2018 Workshop: Big Data Challenges
In the near future we can expect to have ever larger volumes of many types of observational data available to the CEDAR and space science community due to the continual addition of ground-based sensors (e.g. photometers, ionosondes, MST radar, etc.) and the growing popularity of CubeSat constellation concepts. One of the most striking example of a rapidly increasing dataset is GNSS observations. The relative easy and affordable placement of ground receivers and their suitability as small satellite payloads has resulted in a high volume of data, both spatially and temporally. However, GNSS data limits the type of phenomena that can be investigated in detail. For example, dense ground-based GNSS receivers are ideal to explore Travelling Ionospheric Disturbances (TIDs) but are limited to land masses. The reverse is true for space-based GNSS observations which provides global coverage but because of the spatial ambiguity may not be the most appropriate to study phenomena like TIDs.
In order to justify future mission/facility support or the purchase of data from commercial resources, the science community must begin to quantify the optimal amount of coverage needed per data type to address specific science questions. Further, the community needs to begin to identify and address the unique challenges associated with "Big Data". The intent of this workshop is to promote discussion on various aspects of this topic such as: 1) Linking available large ground and/or space-based data sets to their ability to address specific science topics alone or in combination, 2) Present ideas for a global coverage metrics for specific types of observations, 3) Address the potential of cumulative errors resulting from ingestion of large volume data from sensor networks (e.g. Absolute TEC from ground GPS receivers with various biases) including their impact on global models, 4) Applying "Big Data" approaches to future constellations and ground sensor networks.
- Introduction, Rebecca Bishop
- "Ushering in a New Frontier in Geospace Through Data Science", Ryan Mcgranaghan (UCAR)
- "Challenges in accounting for multifaceted GNSS scintillation data (Low & High Rate)", Anthea Coster (MIT/Haystack)/Kay Deshpande (ERAU)
- "Data science & Data fusion: fast processing for huge GNSS, radar and imaging datasets", Michael Hirsch (BU)
- "Ham Radio for data science usage", Nathaniel Frissell (NJIT)
- "Modeling high-latitude ionospheric instabilities and scintillation: challenges and future needs", Matt Zettergren (ERAU)
- "Determining optimal LEO GPS constellation size", Rebecca Bishop (Aerospace)
- "The current state and future of the DMSP SSIES database", Marc Hairston (UTD)
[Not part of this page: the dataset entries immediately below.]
//! Resource type descriptors and relation declarations.
//!
//! A resource type is plain data: a name, the namespace it is registered
//! under, and the list of relations it declares. One generic
//! [`ResourceNode`](crate::ResourceNode) implementation interprets the
//! declarations at runtime.
//!
//! ```ignore
//! use hal_resource::{Relation, ResourceType};
//!
//! pub static ACCOUNT: ResourceType = ResourceType::new("Api", "Account")
//!     .with_relations(&[
//!         Relation::has_many("mainframes").of("Mainframe"),
//!         Relation::belongs_to("owner").of("User"),
//!         Relation::embeds_one("billing_detail"),
//!     ]);
//! ```

use std::fmt;

use crate::inflect;
use crate::node::ResourceNode;

/// How a relation is resolved.
#[derive(Clone, Copy, Debug, PartialEq, Eq, Hash)]
pub enum RelationKind {
    /// A single related resource behind a link.
    BelongsTo,
    /// Same resolution as [`RelationKind::BelongsTo`].
    HasOne,
    /// A paginated collection behind a link.
    HasMany,
    /// A single resource carried inline in `_embedded`.
    EmbedsOne,
    /// A list of resources carried inline in `_embedded`.
    EmbedsMany,
}

impl fmt::Display for RelationKind {
    fn fmt(&self, f: &mut fmt::Formatter<'_>) -> fmt::Result {
        match self {
            Self::BelongsTo => write!(f, "belongs_to"),
            Self::HasOne => write!(f, "has_one"),
            Self::HasMany => write!(f, "has_many"),
            Self::EmbedsOne => write!(f, "embeds_one"),
            Self::EmbedsMany => write!(f, "embeds_many"),
        }
    }
}

/// A relation declared on a resource type.
#[derive(Clone, Copy, Debug, PartialEq, Eq)]
pub struct Relation {
    name: &'static str,
    kind: RelationKind,
    target: Option<&'static str>,
}

impl Relation {
    const fn new(name: &'static str, kind: RelationKind) -> Self {
        Self {
            name,
            kind,
            target: None,
        }
    }

    /// Declare a single linked resource.
    pub const fn belongs_to(name: &'static str) -> Self {
        Self::new(name, RelationKind::BelongsTo)
    }

    /// Declare a single linked resource.
    pub const fn has_one(name: &'static str) -> Self {
        Self::new(name, RelationKind::HasOne)
    }

    /// Declare a linked, paginated collection.
    pub const fn has_many(name: &'static str) -> Self {
        Self::new(name, RelationKind::HasMany)
    }

    /// Declare a single embedded resource.
    pub const fn embeds_one(name: &'static str) -> Self {
        Self::new(name, RelationKind::EmbedsOne)
    }

    /// Declare a list of embedded resources.
    pub const fn embeds_many(name: &'static str) -> Self {
        Self::new(name, RelationKind::EmbedsMany)
    }

    /// Name the type the related resources are declared as.
    ///
    /// A type hint in the fetched document still takes precedence.
    pub const fn of(mut self, type_name: &'static str) -> Self {
        self.target = Some(type_name);
        self
    }

    /// The relation name, which is also its link and embedded key.
    pub fn name(&self) -> &'static str {
        self.name
    }

    /// The relation kind.
    pub fn kind(&self) -> RelationKind {
        self.kind
    }

    /// The declared target type name, if any.
    pub fn target(&self) -> Option<&'static str> {
        self.target
    }
}

/// Static description of a client-side resource variant.
#[derive(Debug)]
pub struct ResourceType {
    namespace: &'static str,
    name: &'static str,
    relations: &'static [Relation],
    collection: Option<&'static str>,
}

/// The type a node has when nothing more specific is known.
pub static GENERIC_RESOURCE: ResourceType = ResourceType::new("", "Resource");

impl ResourceType {
    /// Describe a type named `name` within `namespace`.
    pub const fn new(namespace: &'static str, name: &'static str) -> Self {
        Self {
            namespace,
            name,
            relations: &[],
            collection: None,
        }
    }

    /// Attach the relation declarations.
    pub const fn with_relations(mut self, relations: &'static [Relation]) -> Self {
        self.relations = relations;
        self
    }

    /// Override the collection basename derived from the type name.
    pub const fn with_collection(mut self, basename: &'static str) -> Self {
        self.collection = Some(basename);
        self
    }

    /// The namespace the type is registered under.
    pub fn namespace(&self) -> &'static str {
        self.namespace
    }

    /// The type name, as produced by camel-casing a type hint.
    pub fn name(&self) -> &'static str {
        self.name
    }

    /// All declared relations.
    pub fn relations(&self) -> &'static [Relation] {
        self.relations
    }

    /// Look up a declared relation by name.
    pub fn relation(&self, name: &str) -> Option<&'static Relation> {
        self.relations.iter().find(|relation| relation.name == name)
    }

    /// Whether this is [`GENERIC_RESOURCE`].
    pub fn is_generic(&self) -> bool {
        self == &GENERIC_RESOURCE
    }

    /// Collection basename: the override, or the lower-cased plural name.
    pub fn basename(&self) -> String {
        match self.collection {
            Some(basename) => basename.to_string(),
            None => inflect::pluralize(self.name),
        }
    }

    /// Path of the top-level collection of this type.
    pub fn collection_href(&self) -> String {
        format!("/{}", self.basename())
    }
}

impl PartialEq for ResourceType {
    fn eq(&self, other: &Self) -> bool {
        self.namespace == other.namespace && self.name == other.name
    }
}

impl Eq for ResourceType {}

impl fmt::Display for ResourceType {
    fn fmt(&self, f: &mut fmt::Formatter<'_>) -> fmt::Result {
        if self.namespace.is_empty() {
            write!(f, "{}", self.name)
        } else {
            write!(f, "{}::{}", self.namespace, self.name)
        }
    }
}

/// A typed view over a [`ResourceNode`].
///
/// Implement this for application structs that wrap a node of one
/// registered type, then convert with
/// [`ResourceNode::into_typed`](crate::ResourceNode::into_typed).
pub trait Resource: Sized {
    /// The descriptor this view corresponds to.
    fn resource_type() -> &'static ResourceType;

    /// Wrap a node already known to be of [`Resource::resource_type`].
    fn from_node(node: ResourceNode) -> Self;

    /// The wrapped node.
    fn node(&self) -> &ResourceNode;

    /// The wrapped node, mutably.
    fn node_mut(&mut self) -> &mut ResourceNode;
}

#[cfg(test)]
mod tests {
    use super::*;

    static MAINFRAME: ResourceType = ResourceType::new("Api", "Mainframe").with_relations(&[
        Relation::belongs_to("account").of("Account"),
        Relation::has_many("operations"),
        Relation::embeds_one("best_operation"),
    ]);

    static POLICY: ResourceType = ResourceType::new("Api", "Policy");

    static LOG_DRAIN: ResourceType = ResourceType::new("Api", "LogDrain").with_collection("log_drains");

    #[test]
    fn collection_href_is_pluralized() {
        assert_eq!(MAINFRAME.collection_href(), "/mainframes");
        assert_eq!(POLICY.collection_href(), "/policies");
        assert_eq!(LOG_DRAIN.collection_href(), "/log_drains");
    }

    #[test]
    fn relation_lookup() {
        let account = MAINFRAME.relation("account").unwrap();
        assert_eq!(account.kind(), RelationKind::BelongsTo);
        assert_eq!(account.target(), Some("Account"));
        assert!(MAINFRAME.relation("nope").is_none());
    }

    #[test]
    fn identity_is_namespace_and_name() {
        static OTHER_MAINFRAME: ResourceType = ResourceType::new("Api", "Mainframe");
        assert_eq!(MAINFRAME, OTHER_MAINFRAME);
        assert_ne!(MAINFRAME, POLICY);
        assert!(!MAINFRAME.is_generic());
        assert!(GENERIC_RESOURCE.is_generic());
        assert_eq!(MAINFRAME.to_string(), "Api::Mainframe");
    }
}
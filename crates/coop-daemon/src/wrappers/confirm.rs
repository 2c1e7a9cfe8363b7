//! Pair-confirmation dialog wrapper.
//!
//! The dialog itself is a GUI component outside the daemon. The contract is
//! one byte on its stdout: [`ACCEPT`] or [`REJECT`], then exit. Anything
//! else is a malformed verdict and the handshake is left for the peer's
//! timeout to clear, matching the send-nothing behavior of the daemon's
//! other half-open handshake paths.

use std::net::IpAddr;
use std::path::PathBuf;
use std::process::Stdio;

use async_trait::async_trait;
use tokio::io::AsyncReadExt;
use tokio::process::Command;
use tracing::warn;

use crate::machine::UserConfirm;

/// Byte the dialog writes when the user accepted the pair.
pub const ACCEPT: u8 = 1;
/// Byte the dialog writes when the user rejected the pair.
pub const REJECT: u8 = 0;

/// Spawns the configured dialog binary with the requesting peer's address and
/// name as arguments.
pub struct DialogConfirm {
    bin: PathBuf,
}

impl DialogConfirm {
    pub fn new(bin: PathBuf) -> Self {
        Self { bin }
    }
}

#[async_trait]
impl UserConfirm for DialogConfirm {
    async fn ask(&self, ip: IpAddr, peer_name: &str) -> Option<bool> {
        let mut child = match Command::new(&self.bin)
            .arg(ip.to_string())
            .arg(peer_name)
            .stdin(Stdio::null())
            .stdout(Stdio::piped())
            .stderr(Stdio::null())
            .spawn()
        {
            Ok(child) => child,
            Err(e) => {
                warn!(bin = %self.bin.display(), "failed to spawn confirm dialog: {e}");
                return None;
            }
        };

        let mut stdout = child.stdout.take()?;
        let mut buf = Vec::new();
        if let Err(e) = stdout.read_to_end(&mut buf).await {
            warn!("failed to read confirm dialog verdict: {e}");
        }
        let _ = child.wait().await;

        if buf.len() != 1 {
            warn!(bytes = buf.len(), "user confirm has error");
            return None;
        }
        Some(buf[0] == ACCEPT)
    }
}

// ── Tests ─────────────────────────────────────────────────────────────────────
//! Event-loop primitives.
//!
//! Each peer session is one task; everything that happens to a peer — socket
//! frames, timer fires, child-process exits, commands from other tasks —
//! arrives as an event on that task's channel, so callbacks for one peer are
//! never concurrent with each other. The channel sender is the wake
//! primitive: any thread or task may clone it and enqueue work that runs on
//! the session's next turn.
//!
//! [`Timer`] is the resettable timer used for the ping/offline liveness
//! machinery. It is a handle to a small background task; the task fires by
//! sending a caller-supplied event on a caller-supplied channel, which keeps
//! timer fires serialized with everything else the owning session processes.

use std::time::Duration;

use tokio::sync::mpsc;
use tokio::time::Instant;

enum TimerCmd {
    Start(Duration),
    Oneshot(Duration),
    Reset,
    Stop,
    Close,
}

/// A resettable timer bound to an event channel.
///
/// - `start(period)` arms a periodic timer.
/// - `oneshot(delay)` arms a single fire.
/// - `reset()` re-arms with the most recent interval, even when stopped.
/// - `stop()` disarms without forgetting the interval.
/// - `close()` ends the timer task; dropping the handle does the same.
///
/// All operations are idempotent and never block.
pub struct Timer {
    cmd_tx: mpsc::UnboundedSender<TimerCmd>,
}

impl Timer {
    /// Spawns the timer task. On every fire, `fire()` is invoked and the
    /// resulting event is sent on `events`. The task ends when the handle is
    /// closed/dropped or the event receiver goes away.
    pub fn spawn<E, F>(events: mpsc::UnboundedSender<E>, fire: F) -> Self
    where
        E: Send + 'static,
        F: Fn() -> E + Send + 'static,
    {
        let (cmd_tx, cmd_rx) = mpsc::unbounded_channel();
        tokio::spawn(run_timer(cmd_rx, events, fire));
        Self { cmd_tx }
    }

    pub fn start(&self, period: Duration) {
        let _ = self.cmd_tx.send(TimerCmd::Start(period));
    }

    pub fn oneshot(&self, delay: Duration) {
        let _ = self.cmd_tx.send(TimerCmd::Oneshot(delay));
    }

    pub fn reset(&self) {
        let _ = self.cmd_tx.send(TimerCmd::Reset);
    }

    pub fn stop(&self) {
        let _ = self.cmd_tx.send(TimerCmd::Stop);
    }

    pub fn close(&self) {
        let _ = self.cmd_tx.send(TimerCmd::Close);
    }
}

async fn run_timer<E, F>(
    mut cmd_rx: mpsc::UnboundedReceiver<TimerCmd>,
    events: mpsc::UnboundedSender<E>,
    fire: F,
) where
    E: Send + 'static,
    F: Fn() -> E + Send + 'static,
{
    // (interval, periodic) survives stop() so reset() can re-arm.
    let mut interval: Option<(Duration, bool)> = None;
    let mut deadline: Option<Instant> = None;

    loop {
        tokio::select! {
            cmd = cmd_rx.recv() => match cmd {
                Some(TimerCmd::Start(period)) => {
                    interval = Some((period, true));
                    deadline = Some(Instant::now() + period);
                }
                Some(TimerCmd::Oneshot(delay)) => {
                    interval = Some((delay, false));
                    deadline = Some(Instant::now() + delay);
                }
                Some(TimerCmd::Reset) => {
                    if let Some((d, _)) = interval {
                        deadline = Some(Instant::now() + d);
                    }
                }
                Some(TimerCmd::Stop) => deadline = None,
                Some(TimerCmd::Close) | None => break,
            },
            _ = sleep_until_opt(deadline), if deadline.is_some() => {
                if events.send(fire()).is_err() {
                    break;
                }
                deadline = match interval {
                    Some((d, true)) => Some(Instant::now() + d),
                    _ => None,
                };
            }
        }
    }
}

async fn sleep_until_opt(deadline: Option<Instant>) {
    match deadline {
        Some(at) => tokio::time::sleep_until(at).await,
        // Guarded by `if deadline.is_some()` in the select arm.
        None => std::future::pending().await,
    }
}

// ── Tests ─────────────────────────────────────────────────────────────────────

#[cfg(test)]
mod tests {
    use super::*;

    async fn advance(d: Duration) {
        tokio::time::sleep(d).await;
    }

    #[tokio::test(start_paused = true)]
    async fn test_periodic_timer_fires_repeatedly() {
        let (tx, mut rx) = mpsc::unbounded_channel();
        let timer = Timer::spawn(tx, || ());
        timer.start(Duration::from_secs(10));

        advance(Duration::from_secs(35)).await;
        let mut fires = 0;
        while rx.try_recv().is_ok() {
            fires += 1;
        }
        assert_eq!(fires, 3, "expected one fire per elapsed period");
    }

    #[tokio::test(start_paused = true)]
    async fn test_oneshot_fires_exactly_once() {
        let (tx, mut rx) = mpsc::unbounded_channel();
        let timer = Timer::spawn(tx, || ());
        timer.oneshot(Duration::from_secs(25));

        advance(Duration::from_secs(60)).await;
        assert!(rx.try_recv().is_ok());
        assert!(rx.try_recv().is_err(), "oneshot must not re-fire");
    }

    #[tokio::test(start_paused = true)]
    async fn test_reset_postpones_the_fire() {
        let (tx, mut rx) = mpsc::unbounded_channel();
        let timer = Timer::spawn(tx, || ());
        timer.oneshot(Duration::from_secs(25));

        advance(Duration::from_secs(20)).await;
        timer.reset();
        advance(Duration::from_secs(20)).await;
        assert!(rx.try_recv().is_err(), "reset must postpone the deadline");

        advance(Duration::from_secs(10)).await;
        assert!(rx.try_recv().is_ok());
    }

    #[tokio::test(start_paused = true)]
    async fn test_stop_disarms_and_reset_rearms() {
        let (tx, mut rx) = mpsc::unbounded_channel();
        let timer = Timer::spawn(tx, || ());
        timer.start(Duration::from_secs(10));
        timer.stop();

        advance(Duration::from_secs(60)).await;
        assert!(rx.try_recv().is_err(), "stopped timer must not fire");

        // reset() re-arms with the interval remembered from start().
        timer.reset();
        advance(Duration::from_secs(10)).await;
        assert!(rx.try_recv().is_ok());
    }

    #[tokio::test(start_paused = true)]
    async fn test_stop_is_idempotent() {
        let (tx, mut rx) = mpsc::unbounded_channel();
        let timer = Timer::spawn(tx, || ());
        timer.stop();
        timer.stop();
        advance(Duration::from_secs(60)).await;
        assert!(rx.try_recv().is_err());
    }

    #[tokio::test(start_paused = true)]
    async fn test_close_ends_the_timer() {
        let (tx, mut rx) = mpsc::unbounded_channel();
        let timer = Timer::spawn(tx, || ());
        timer.start(Duration::from_secs(10));
        timer.close();

        advance(Duration::from_secs(60)).await;
        assert!(rx.try_recv().is_err(), "closed timer must never fire");
    }
}
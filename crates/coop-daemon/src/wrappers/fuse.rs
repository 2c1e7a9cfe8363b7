//! File-access transport wrappers.
//!
//! The remote-filesystem mount and serve operations themselves belong to an
//! external FUSE component; the daemon's responsibility ends at the
//! transport: an ephemeral-port listener on the serving side, a connected
//! socket plus a prepared mountpoint directory on the consuming side. A
//! `Machine` owns at most one of each, and both are torn down with the
//! session.

use std::net::IpAddr;
use std::path::{Path, PathBuf};

use tokio::net::{TcpListener, TcpStream};
use tokio::task::JoinHandle;
use tracing::{debug, info};

/// Serving side: listens on an ephemeral port for the peer's file-access
/// connection. Dropping the server stops accepting and closes held sessions.
pub struct FuseServer {
    port: u16,
    accept_task: JoinHandle<()>,
}

impl FuseServer {
    /// Binds `0.0.0.0:0` and starts accepting.
    ///
    /// # Errors
    ///
    /// Returns the underlying I/O error when no ephemeral port can be bound.
    pub async fn bind() -> std::io::Result<Self> {
        let listener = TcpListener::bind(("0.0.0.0", 0)).await?;
        let port = listener.local_addr()?.port();
        let accept_task = tokio::spawn(accept_loop(listener));
        info!(port, "file server listening");
        Ok(Self { port, accept_task })
    }

    /// The ephemeral port reported to the peer in `FsResponse`.
    pub fn port(&self) -> u16 {
        self.port
    }
}

impl Drop for FuseServer {
    fn drop(&mut self) {
        self.accept_task.abort();
    }
}

async fn accept_loop(listener: TcpListener) {
    loop {
        match listener.accept().await {
            Ok((stream, peer)) => {
                debug!(%peer, "file access session opened");
                tokio::spawn(async move {
                    let mut stream = stream;
                    // Hold the transport until the peer closes it; the
                    // filesystem protocol on top is served out-of-process.
                    let _ = tokio::io::copy(&mut stream, &mut tokio::io::sink()).await;
                    debug!(%peer, "file access session closed");
                });
            }
            Err(e) => {
                debug!("file server accept failed: {e}");
                break;
            }
        }
    }
}

/// Consuming side: connected to the peer's [`FuseServer`] with the remote
/// export visible under `mountpoint`.
pub struct FuseClient {
    mountpoint: PathBuf,
    conn_task: JoinHandle<()>,
}

impl FuseClient {
    /// Connects to the peer's file server and prepares the mountpoint
    /// directory.
    ///
    /// # Errors
    ///
    /// Returns the underlying I/O error when the connection or the
    /// mountpoint directory fails.
    pub async fn mount(ip: IpAddr, port: u16, mountpoint: &Path) -> std::io::Result<Self> {
        let stream = TcpStream::connect((ip, port)).await?;
        tokio::fs::create_dir_all(mountpoint).await?;
        info!(%ip, port, mountpoint = %mountpoint.display(), "remote filesystem attached");

        let conn_task = tokio::spawn(async move {
            let mut stream = stream;
            let _ = tokio::io::copy(&mut stream, &mut tokio::io::sink()).await;
        });

        Ok(Self {
            mountpoint: mountpoint.to_path_buf(),
            conn_task,
        })
    }

    pub fn mountpoint(&self) -> &Path {
        &self.mountpoint
    }

    /// Where `remote_path` (as named by the peer) appears locally.
    pub fn source_path(&self, remote_path: &str) -> PathBuf {
        self.mountpoint.join(remote_path.trim_start_matches('/'))
    }

    /// Detaches from the remote filesystem.
    pub fn exit(self) {
        self.conn_task.abort();
    }
}

impl Drop for FuseClient {
    fn drop(&mut self) {
        self.conn_task.abort();
    }
}

// ── Tests ─────────────────────────────────────────────────────────────────────

#[cfg(test)]
mod tests {
    use super::*;

    #[tokio::test]
    async fn test_server_binds_an_ephemeral_port() {
        let server = FuseServer::bind().await.expect("bind");
        assert_ne!(server.port(), 0);
    }

    #[tokio::test]
    async fn test_client_connects_and_prepares_mountpoint() {
        let server = FuseServer::bind().await.expect("bind");
        let mountpoint =
            std::env::temp_dir().join(format!("coopd-mp-{}", uuid::Uuid::new_v4()));

        let client = FuseClient::mount("127.0.0.1".parse().unwrap(), server.port(), &mountpoint)
            .await
            .expect("mount");
        assert!(mountpoint.is_dir());
        assert_eq!(
            client.source_path("/docs/x.txt"),
            mountpoint.join("docs/x.txt")
        );

        client.exit();
        std::fs::remove_dir_all(&mountpoint).ok();
    }

    #[tokio::test]
    async fn test_client_mount_fails_without_a_server() {
        let server = FuseServer::bind().await.expect("bind");
        let port = server.port();
        drop(server); // release the port

        let mountpoint =
            std::env::temp_dir().join(format!("coopd-mp-{}", uuid::Uuid::new_v4()));
        let result = FuseClient::mount("127.0.0.1".parse().unwrap(), port, &mountpoint).await;
        assert!(result.is_err());
        std::fs::remove_dir_all(&mountpoint).ok();
    }

    #[test]
    fn test_source_path_normalises_leading_slashes() {
        // Pure path logic; no sockets involved.
        let mountpoint = PathBuf::from("/run/coopd/mp");
        let rel = "x.txt".trim_start_matches('/');
        assert_eq!(mountpoint.join(rel), PathBuf::from("/run/coopd/mp/x.txt"));
    }
}
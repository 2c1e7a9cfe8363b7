//! Shared fixtures for the daemon integration tests: a full in-process
//! daemon (manager + pair listener) wired to recording collaborators, and a
//! polling helper for the asynchronous assertions.

// Each test binary uses a different subset of these fixtures.
#![allow(dead_code)]

use std::future::Future;
use std::net::IpAddr;
use std::path::Path;
use std::sync::{Arc, Mutex};
use std::time::Duration;

use async_trait::async_trait;
use coop_core::{Compositor, DeviceInfo, DeviceOs, InputDeviceType};
use tokio::time::Instant;
use uuid::Uuid;

use coop_daemon::clipboard::ClipboardBridge;
use coop_daemon::listener;
use coop_daemon::machine::{FileTransfer, InputInjector, Notifier, UserConfirm};
use coop_daemon::manager::{
    BeaconSender, Collaborators, InjectorFactory, Manager, ManagerSettings,
};

// ── Recording collaborators ───────────────────────────────────────────────────

#[derive(Default)]
pub struct BeaconLog(Mutex<Vec<IpAddr>>);

impl BeaconLog {
    pub fn pings(&self) -> Vec<IpAddr> {
        self.0.lock().unwrap().clone()
    }
}

struct BeaconProbe(Arc<BeaconLog>);

impl BeaconSender for BeaconProbe {
    fn send_beacon(&self, ip: IpAddr) {
        self.0 .0.lock().unwrap().push(ip);
    }
}

#[derive(Default)]
pub struct InjectedEvents(Mutex<Vec<(InputDeviceType, u32, u32, i32)>>);

impl InjectedEvents {
    pub fn snapshot(&self) -> Vec<(InputDeviceType, u32, u32, i32)> {
        self.0.lock().unwrap().clone()
    }
}

struct RecordingInjector {
    device: InputDeviceType,
    log: Arc<InjectedEvents>,
}

#[async_trait]
impl InputInjector for RecordingInjector {
    async fn emit_event(&mut self, event_type: u32, code: u32, value: i32) -> bool {
        self.log
            .0
            .lock()
            .unwrap()
            .push((self.device, event_type, code, value));
        true
    }
}

struct RecordingInjectorFactory {
    log: Arc<InjectedEvents>,
}

impl InjectorFactory for RecordingInjectorFactory {
    fn create(&self, device: InputDeviceType) -> Box<dyn InputInjector> {
        Box::new(RecordingInjector {
            device,
            log: Arc::clone(&self.log),
        })
    }
}

struct QuietClipboard;

#[async_trait]
impl ClipboardBridge for QuietClipboard {
    fn is_files(&self) -> bool {
        false
    }
    async fn read_target(&self, _target: &str) -> Vec<u8> {
        Vec::new()
    }
    fn update_target(&self, _target: &str, _content: Vec<u8>) {}
    fn set_remote_targets(&self, _targets: &[String]) {}
}

struct QuietNotifier;
impl Notifier for QuietNotifier {
    fn file_received(&self, _path: &Path, _success: bool) {}
}

struct AutoConfirm(bool);

#[async_trait]
impl UserConfirm for AutoConfirm {
    async fn ask(&self, _ip: IpAddr, _peer_name: &str) -> Option<bool> {
        Some(self.0)
    }
}

struct QuietTransfer;

#[async_trait]
impl FileTransfer for QuietTransfer {
    async fn copy(&self, _src: &Path, _dst_dir: &Path) -> bool {
        true
    }
}

// ── Daemon fixture ────────────────────────────────────────────────────────────

pub struct TestDaemon {
    pub manager: Arc<Manager>,
    pub uuid: Uuid,
    pub info: DeviceInfo,
    pub tcp_port: u16,
    pub injected: Arc<InjectedEvents>,
    pub beacons: Arc<BeaconLog>,
}

pub fn device_info(uuid: Uuid, name: &str) -> DeviceInfo {
    DeviceInfo {
        uuid: uuid.to_string(),
        name: name.to_string(),
        os: DeviceOs::Linux as i32,
        compositor: Compositor::X11 as i32,
    }
}

pub fn build_manager(name: &str, confirm: bool) -> TestDaemon {
    let uuid = Uuid::new_v4();
    let info = device_info(uuid, name);
    let injected = Arc::new(InjectedEvents::default());
    let beacons = Arc::new(BeaconLog::default());

    let settings = ManagerSettings {
        local_uuid: uuid,
        local_info: info.clone(),
        data_dir: std::env::temp_dir().join(format!("coopd-it-{uuid}")),
        receive_dir: std::env::temp_dir().join(format!("coopd-it-recv-{uuid}")),
        accept_device_sharing: true,
        share_clipboard: true,
        share_devices: true,
    };

    let manager = Manager::new(
        settings,
        Collaborators {
            clipboard: Arc::new(QuietClipboard),
            notifier: Arc::new(QuietNotifier),
            confirmer: Arc::new(AutoConfirm(confirm)),
            file_transfer: Arc::new(QuietTransfer),
            beacon: Arc::new(BeaconProbe(Arc::clone(&beacons))),
            injectors: Arc::new(RecordingInjectorFactory {
                log: Arc::clone(&injected),
            }),
        },
    );

    TestDaemon {
        manager,
        uuid,
        info,
        tcp_port: 0,
        injected,
        beacons,
    }
}

/// A full daemon: manager plus a pair listener on an ephemeral localhost
/// port, accepting inbound handshakes like production does.
pub async fn spawn_daemon(name: &str, confirm: bool) -> TestDaemon {
    let mut daemon = build_manager(name, confirm);
    let listener = listener::bind("127.0.0.1".parse().unwrap(), 0)
        .await
        .expect("bind pair listener");
    daemon.tcp_port = listener.local_addr().expect("local addr").port();
    tokio::spawn(listener::accept_loop(listener, Arc::clone(&daemon.manager)));
    daemon
}

/// Polls `f` until it yields true or five seconds pass.
pub async fn eventually<F, Fut>(mut f: F, what: &str)
where
    F: FnMut() -> Fut,
    Fut: Future<Output = bool>,
{
    let deadline = Instant::now() + Duration::from_secs(5);
    loop {
        if f().await {
            return;
        }
        assert!(Instant::now() < deadline, "timeout waiting for {what}");
        tokio::time::sleep(Duration::from_millis(20)).await;
    }
}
- "Effectively Supporting the Data Hungry Geospace Community Now and In The Future: Experiences From the Madrigal Database", Phil Erickson (MIT/Haystack)
The availability of large datasets is allowing for a more systems approach to space weather. However, there needs to be a transition from collecting large volume data to focusing on the application of "Big Data" techniques and system science. This workshop will begin to address where that transition should occur as a function of data type and observational approach. This workshop directly supports the goal "Linking Science with Societal Needs" by supporting the application of "A robust systems approach to understanding and predicting space weather" as stated in the 2013 NSF Geospace Science Plan. Additionally, by defining the data volume needed to address specific science questions, this workshop will lay the foundation to support the 2011 Strategic Plan's Systems Perspective goal of addressing "Cross-Scale Coupling" (Section 3.2)
The topic proposed will be addressed by short presentations followed by a round-table discussion. The purpose of the workshop is to promote discussion on the topic and identify issues and potential solutions to the growth in volume of observational data. Progress from the workshop will be measured by the improved coordination between experimenters and modelers on planning and utilizing current and future large data sets. In particular, the workshop will work to quantify the amount of data coverage required to address a subset of space weather topics.